With unprecedented uncertainty and volatility given the tech-enabled interconnectivity of the global marketplace nowadays, accountancy is no longer the paper-pushing, bean-counting job many still think it is. On the contrary, it is a dynamic and challenging profession demanding the sharpest of minds. At the same time, accountancy gives one a rare window into all aspects of a business and its operations and enables the professional to help organisational leaders make informed financial decisions.
So, what makes for an excellent accountant? “He is one who is able to simplify complex ideas and concepts into simple ones that people can understand,” shares Mr Cheung. People tend to do the reverse – making the simple complex – “when they don’t have the depth of knowledge to really understand things at the core and know why something is done or why it exists”. Secondly, he must be able to anticipate and manage change; this quality of foresight is a vital attribute in a professional accountant. At the core, the Chartered Accountant qualification is not just about bookkeeping but financial analysis.

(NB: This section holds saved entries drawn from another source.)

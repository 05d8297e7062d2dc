//! Tests for per-zone grammar construction

use crate::app::models::ZoneTag;
use crate::app::services::grammar::{SectionSlot, WellNameRule, ZoneGrammar};
use crate::config::EngineConfig;

#[test]
fn test_zone_1_grammar_shape() {
    let grammar = ZoneGrammar::for_zone(ZoneTag::Zone1, &EngineConfig::default()).unwrap();

    assert!(matches!(grammar.well_name_rule, WellNameRule::SplitOnSlash));
    assert!(!grammar.sort_by_rig_name);
    assert!(grammar.rig_name_rule.strip_rig_prefix);
    assert!(grammar.rig_name_rule.replacements.is_empty());

    // Single keyword: everything before "Plan:" is the summary report
    assert_eq!(grammar.summary_rule.leading, Some(SectionSlot::SummaryReport));
    assert_eq!(grammar.summary_rule.markers.len(), 1);
    assert_eq!(grammar.summary_rule.markers[0].slot, SectionSlot::NextPlan);
}

#[test]
fn test_zone_1_plan_marker_is_case_insensitive() {
    let grammar = ZoneGrammar::for_zone(ZoneTag::Zone1, &EngineConfig::default()).unwrap();
    let marker = &grammar.summary_rule.markers[0];

    assert!(marker.boundary.is_match("Plan:"));
    assert!(marker.boundary.is_match("PLAN :"));
    assert!(marker.boundary.is_match("plan:"));
    assert!(!marker.boundary.is_match("Plankton"));
}

#[test]
fn test_zone_23_grammar_shape() {
    let grammar = ZoneGrammar::for_zone(ZoneTag::Zone23, &EngineConfig::default()).unwrap();

    assert!(matches!(
        grammar.well_name_rule,
        WellNameRule::StackedParens { .. }
    ));
    assert!(grammar.sort_by_rig_name);
    assert!(!grammar.rig_name_rule.strip_rig_prefix);

    let slots: Vec<_> = grammar.summary_rule.markers.iter().map(|m| m.slot).collect();
    assert_eq!(
        slots,
        vec![
            SectionSlot::SummaryReport,
            SectionSlot::CurrentStatus,
            SectionSlot::NextPlan
        ]
    );
    assert_eq!(grammar.summary_rule.leading, None);
    assert!(grammar.summary_rule.markers[0].strip_leading_dash);
}

#[test]
fn test_zone_23_status_capture_requires_time_token() {
    let grammar = ZoneGrammar::for_zone(ZoneTag::Zone23, &EngineConfig::default()).unwrap();
    let status = &grammar.summary_rule.markers[1];

    // Bare keyword bounds the previous section but does not capture
    assert!(status.boundary.is_match("Status Pagi lanjut"));
    assert!(!status.capture.is_match("Status Pagi lanjut"));
    assert!(status.capture.is_match("Status Pagi 06:00: lanjut"));
    assert!(status.capture.is_match("Status Pagi 6:30 : lanjut"));
}

#[test]
fn test_zone_4_grammar_shape() {
    let grammar = ZoneGrammar::for_zone(ZoneTag::Zone4, &EngineConfig::default()).unwrap();

    assert!(matches!(
        grammar.well_name_rule,
        WellNameRule::InlineParens { .. }
    ));
    assert!(grammar.sort_by_rig_name);
    assert!(grammar.rig_name_rule.strip_rig_prefix);
    assert!(!grammar.rig_name_rule.replacements.is_empty());
    assert!(grammar.rig_name_rule.gap_collapse.is_some());

    assert_eq!(grammar.summary_rule.leading, Some(SectionSlot::SummaryReport));
    let slots: Vec<_> = grammar.summary_rule.markers.iter().map(|m| m.slot).collect();
    assert_eq!(slots, vec![SectionSlot::CurrentStatus, SectionSlot::NextPlan]);
}

#[test]
fn test_zone_4_status_time_token_is_optional() {
    let grammar = ZoneGrammar::for_zone(ZoneTag::Zone4, &EngineConfig::default()).unwrap();
    let status = &grammar.summary_rule.markers[0];

    assert!(status.capture.is_match("Status Pagi: running"));
    assert!(status.capture.is_match("Status Pagi 06:00: running"));
}

#[test]
fn test_keyword_literals_are_escaped() {
    // A keyword containing regex metacharacters must compile and match literally
    let mut config = EngineConfig::default();
    config.summary_keywords.zone_1_next_plan = "Plan (next)".to_string();
    let grammar = ZoneGrammar::for_zone(ZoneTag::Zone1, &config).unwrap();
    assert!(grammar.summary_rule.markers[0].boundary.is_match("Plan (next):"));
}
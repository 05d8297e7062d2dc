//! Per-zone extraction statistics

use crate::app::models::ZoneTag;

/// Extraction statistics for one zone's batch
#[derive(Debug, Clone, serde::Serialize, serde::Deserialize)]
pub struct ZoneStats {
    /// Zone the batch belongs to
    pub zone: ZoneTag,

    /// Raw rows consumed from the zone's partition
    pub rows_processed: usize,

    /// Canonical records assembled (one per row)
    pub records_assembled: usize,

    /// Well-name extractions that used the documented fallback
    pub well_name_fallbacks: usize,

    /// Summary extractions that used the documented fallback
    pub summary_fallbacks: usize,
}

impl ZoneStats {
    /// Create empty statistics for a zone
    pub fn new(zone: ZoneTag) -> Self {
        Self {
            zone,
            rows_processed: 0,
            records_assembled: 0,
            well_name_fallbacks: 0,
            summary_fallbacks: 0,
        }
    }

    /// Fraction of extractions that matched their grammar cleanly
    pub fn clean_rate(&self) -> f64 {
        let attempts = self.rows_processed * 2;
        if attempts == 0 {
            return 1.0;
        }
        let fallbacks = self.well_name_fallbacks + self.summary_fallbacks;
        (attempts - fallbacks) as f64 / attempts as f64
    }
}
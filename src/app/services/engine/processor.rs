//! The normalization engine and its output table

use tracing::{debug, info};

use super::merger;
use crate::app::models::{CanonicalRecord, RawReportRow, ZoneTag};
use crate::app::services::grammar::GrammarRegistry;
use crate::app::services::zone_parser::{RecordAssembler, ZoneBatch, ZoneParser, ZoneStats};
use crate::config::EngineConfig;
use crate::{Error, Result};

/// The final canonical table with per-zone extraction statistics.
///
/// Records are grouped by zone in the fixed order Zone 1, Zone 2&3, Zone 4;
/// the table is immutable once produced and handed to the presentation or
/// export collaborator as-is.
#[derive(Debug, Clone)]
pub struct NormalizedTable {
    pub records: Vec<CanonicalRecord>,
    pub zone_stats: Vec<ZoneStats>,
}

impl NormalizedTable {
    fn from_batches(batches: Vec<ZoneBatch>) -> Self {
        let zone_stats = batches.iter().map(|batch| batch.stats.clone()).collect();
        let records = merger::merge(batches);
        Self {
            records,
            zone_stats,
        }
    }

    /// Number of canonical records in the table
    pub fn len(&self) -> usize {
        self.records.len()
    }

    /// True when no zone produced any record
    pub fn is_empty(&self) -> bool {
        self.records.is_empty()
    }

    /// Total extractions across zones that used a documented fallback
    pub fn total_fallbacks(&self) -> usize {
        self.zone_stats
            .iter()
            .map(|stats| stats.well_name_fallbacks + stats.summary_fallbacks)
            .sum()
    }
}

/// Per-region report normalization engine.
///
/// Holds the validated configuration and the compiled grammar registry;
/// multiple engine instances with different settings can coexist.
#[derive(Debug, Clone)]
pub struct NormalizationEngine {
    config: EngineConfig,
    registry: GrammarRegistry,
}

impl NormalizationEngine {
    /// Create an engine with the default Region 1 configuration
    pub fn new() -> Result<Self> {
        Self::with_config(EngineConfig::default())
    }

    /// Create an engine with an explicit configuration
    pub fn with_config(config: EngineConfig) -> Result<Self> {
        let registry = GrammarRegistry::new(&config)?;
        Ok(Self { config, registry })
    }

    /// The engine's configuration
    pub fn config(&self) -> &EngineConfig {
        &self.config
    }

    /// The engine's compiled grammar registry
    pub fn registry(&self) -> &GrammarRegistry {
        &self.registry
    }

    /// Normalize a raw batch into the canonical table.
    ///
    /// Zones are processed in the fixed order Zone 1, Zone 2&3, Zone 4;
    /// each parser consumes only its own partition, so one row produces
    /// exactly one record and row order within a zone follows the zone's
    /// sort policy.
    pub fn normalize(&self, rows: &[RawReportRow]) -> Result<NormalizedTable> {
        debug!("Normalizing batch of {} raw rows", rows.len());
        let assembler = RecordAssembler::new(&self.config);

        let mut batches = Vec::with_capacity(ZoneTag::PROCESSING_ORDER.len());
        for zone in ZoneTag::PROCESSING_ORDER {
            let parser = ZoneParser::new(self.registry.get(zone));
            batches.push(parser.parse_batch(rows, &assembler)?);
        }

        let table = NormalizedTable::from_batches(batches);
        info!(
            "Normalized {} rows into {} canonical records ({} fallbacks)",
            rows.len(),
            table.len(),
            table.total_fallbacks()
        );
        Ok(table)
    }

    /// Normalize with the three zone partitions processed concurrently.
    ///
    /// Each task owns its own filtered partition, so no state is shared;
    /// the merge order stays fixed regardless of task completion order and
    /// the result is identical to [`normalize`](Self::normalize).
    pub async fn normalize_concurrent(&self, rows: &[RawReportRow]) -> Result<NormalizedTable> {
        debug!(
            "Normalizing batch of {} raw rows across {} zone tasks",
            rows.len(),
            ZoneTag::PROCESSING_ORDER.len()
        );

        let tasks: Vec<_> = ZoneTag::PROCESSING_ORDER
            .into_iter()
            .map(|zone| {
                let config = self.config.clone();
                let grammar = self.registry.get(zone).clone();
                let partition: Vec<RawReportRow> = rows
                    .iter()
                    .filter(|row| row.zone == zone)
                    .cloned()
                    .collect();
                tokio::task::spawn_blocking(move || {
                    let assembler = RecordAssembler::new(&config);
                    ZoneParser::new(&grammar).parse_batch(&partition, &assembler)
                })
            })
            .collect();

        let mut batches = Vec::with_capacity(tasks.len());
        for joined in futures::future::join_all(tasks).await {
            let batch = joined
                .map_err(|e| Error::processing_interrupted(format!("Zone task failed: {}", e)))??;
            batches.push(batch);
        }

        Ok(NormalizedTable::from_batches(batches))
    }
}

“Yes, technology is always improving, but human judgement will never become obsolete,” adds Mr Cheung, who holds master’s degrees from the University of Southern Queensland in Australia and University of Cambridge in the UK. He also stresses that time management is an essential skill. “Know what is required by your boss and clients, and prioritise your time around that, starting from the most important thing.” This goes hand-in-hand with the ability to say “no” at times when it is necessary. Through his observations, many young accountants are hardworking, but because of poor organisational skills and the inability to manage the expectations of others, they get bogged down in a cycle of over-promising and under-delivering.
One of the most important attributes he wants to instil in the organisation is the willingness and ability to listen. “It’s so important for leaders to set the tone by staying as close to the ground as possible and actively engaging with those we work with, from our own staff to our clients, our partners and suppliers.”
Patience is also important in building a strong foundation early on in one’s career. “It takes three years to qualify as a Chartered Accountant. Take the time to gain exposure in different sectors and from various clients. You have to be interested in what’s going on around you as it will have an impact on the advice you give to clients. Accounting standards change because business practices change. At the same time, politics and current affairs influence the kind of policies that will be made; understand how these will affect your clients’ businesses,” he advises. “In addition to the continuing professional education courses offered, ISCA has done really well in bringing accountants together to network with fellow Chartered Accountants,” says Mr Cheung. As the global business community steels itself for change in the months and years ahead, there is perhaps no better time to gather, learn and glean knowledge from each other.